Collected data
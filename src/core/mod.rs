//! Core error handling and inference session management.

pub mod errors;
pub mod inference;

pub use errors::{OcrError, OcrResult};
pub use inference::{RecognitionSession, DEFAULT_INPUT_NAME};
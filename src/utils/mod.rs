//! Utility types shared across the pipeline.

pub mod charset;

pub use charset::Charset;
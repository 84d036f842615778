//! Greedy decoding of recognition model outputs.
//!
//! The model emits one row of class scores per sequence position; decoding
//! selects the per-position argmax. Mapping the resulting class ids to text
//! is handled by [`crate::utils::charset::Charset`].

use ndarray::Array3;

/// Per-position argmax over the class axis at batch index 0.
///
/// Dimensions are read from the tensor's own shape, never hard-coded, so the
/// decoder stays correct across model variants with different sequence
/// lengths or vocabularies. Ties resolve to the lowest class id (strict `>`
/// comparison). The result always has one entry per sequence position.
pub fn argmax_sequence(pred: &Array3<f32>) -> Vec<usize> {
    let sequence_len = pred.shape()[0];
    let vocab_size = pred.shape()[2];

    let mut ids = Vec::with_capacity(sequence_len);
    for i in 0..sequence_len {
        let mut max_index = 0;
        let mut max_value = f32::NEG_INFINITY;
        for j in 0..vocab_size {
            let value = pred[[i, 0, j]];
            if value > max_value {
                max_value = value;
                max_index = j;
            }
        }
        ids.push(max_index);
    }

    tracing::debug!(
        "argmax over {} positions with {} classes",
        sequence_len,
        vocab_size
    );
    ids
}
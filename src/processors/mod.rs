//! Pre- and post-processing around the recognition model.

pub mod decode;
pub mod normalize;

pub use decode::argmax_sequence;
pub use normalize::{CaptchaNormalizer, NormalizedImage, TARGET_HEIGHT};
//! Fixed symbol vocabulary for mapping class ids to text.

use crate::core::errors::{OcrError, OcrResult};
use std::path::Path;

/// The ordered vocabulary of symbols the model can predict, indexed by
/// class id.
///
/// Index 0 is the reserved blank class and is never emitted. Entries are
/// usually single characters but may be multi-codepoint strings. Once loaded
/// the charset is immutable and can be shared freely across decode calls.
#[derive(Debug, Clone)]
pub struct Charset {
    characters: Vec<String>,
}

impl Charset {
    /// Creates a charset from an in-memory character list.
    ///
    /// The list must include the blank entry at index 0.
    pub fn from_characters(characters: Vec<String>) -> Self {
        Self { characters }
    }

    /// Parses a charset from a JSON array of strings.
    pub fn from_json_str(json: &str) -> OcrResult<Self> {
        Self::from_json_bytes(json.as_bytes(), "<inline>")
    }

    /// Parses a charset from raw JSON bytes read from `path`.
    ///
    /// The path is used for diagnostics only. An empty array fails: a
    /// zero-length charset can never decode anything, which always means the
    /// wrong asset was shipped.
    pub fn from_json_bytes(bytes: &[u8], path: impl AsRef<Path>) -> OcrResult<Self> {
        let characters: Vec<String> = serde_json::from_slice(bytes).map_err(|e| {
            OcrError::charset_load(
                path.as_ref(),
                "charset must be a JSON array of strings",
                Some(e),
            )
        })?;
        if characters.is_empty() {
            return Err(OcrError::charset_load(
                path.as_ref(),
                "charset is empty",
                None,
            ));
        }
        Ok(Self { characters })
    }

    /// Reads and parses a charset file.
    pub fn from_json_file(path: impl AsRef<Path>) -> OcrResult<Self> {
        let bytes = std::fs::read(path.as_ref())?;
        Self::from_json_bytes(&bytes, path)
    }

    /// Number of entries, including the blank at index 0.
    pub fn len(&self) -> usize {
        self.characters.len()
    }

    /// Whether the charset has no entries.
    pub fn is_empty(&self) -> bool {
        self.characters.is_empty()
    }

    /// Returns the symbol for a class id, if it is in range.
    pub fn get(&self, id: usize) -> Option<&str> {
        self.characters.get(id).map(String::as_str)
    }

    /// Maps a class-id sequence to text.
    ///
    /// Blank (0) and out-of-range ids are skipped; symbols are concatenated
    /// in sequence order with no separators. An empty result is a valid
    /// outcome for a blank image, not an error.
    pub fn decode(&self, ids: &[usize]) -> String {
        let mut text = String::new();
        for &id in ids {
            if id == 0 || id >= self.characters.len() {
                continue;
            }
            text.push_str(&self.characters[id]);
        }
        text
    }
}

#[cfg(test)]
mod tests {
    use super::*;
    use std::io::Write;
    use tempfile::NamedTempFile;

    fn sample() -> Charset {
        Charset::from_json_str(r#"["<blank>", "a", "b", "c"]"#).unwrap()
    }

    #[test]
    fn decodes_in_sequence_order() {
        assert_eq!(sample().decode(&[3, 1, 2]), "cab");
    }

    #[test]
    fn skips_blank_and_out_of_range_ids() {
        assert_eq!(sample().decode(&[0, 1, 0, 99, 2, 0]), "ab");
    }

    #[test]
    fn empty_and_all_blank_sequences_decode_to_empty_string() {
        assert_eq!(sample().decode(&[]), "");
        assert_eq!(sample().decode(&[0; 30]), "");
    }

    #[test]
    fn same_sequence_always_decodes_to_same_string() {
        let ids = vec![1, 2, 3, 2, 1];
        assert_eq!(sample().decode(&ids), sample().decode(&ids));
    }

    #[test]
    fn supports_multi_codepoint_entries() {
        let charset =
            Charset::from_characters(vec!["".into(), "A".into(), "文".into(), "e\u{301}".into()]);
        assert_eq!(charset.decode(&[2, 3, 1]), "文e\u{301}A");
    }

    #[test]
    fn rejects_non_array_json() {
        assert!(matches!(
            Charset::from_json_str(r#"{"not": "an array"}"#),
            Err(OcrError::CharsetLoad { .. })
        ));
    }

    #[test]
    fn rejects_empty_array() {
        assert!(matches!(
            Charset::from_json_str("[]"),
            Err(OcrError::CharsetLoad { .. })
        ));
    }

    #[test]
    fn loads_from_file() {
        let mut file = NamedTempFile::new().unwrap();
        write!(file, r#"["<blank>", "x", "y"]"#).unwrap();

        let charset = Charset::from_json_file(file.path()).unwrap();
        assert_eq!(charset.len(), 3);
        assert_eq!(charset.get(1), Some("x"));
        assert_eq!(charset.get(0), Some("<blank>"));
        assert_eq!(charset.get(3), None);
    }
}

◆ **EXERCISE INSTRUCTIONS**: Which lines hold the word "shape"? Return all of them from the records above.

◆ **SOLUTION TO THE EXERCISE**:
/// Dimensions are read from the tensor's own shape, never hard-coded, so the
    let sequence_len = pred.shape()[0];
    let vocab_size = pred.shape()[2];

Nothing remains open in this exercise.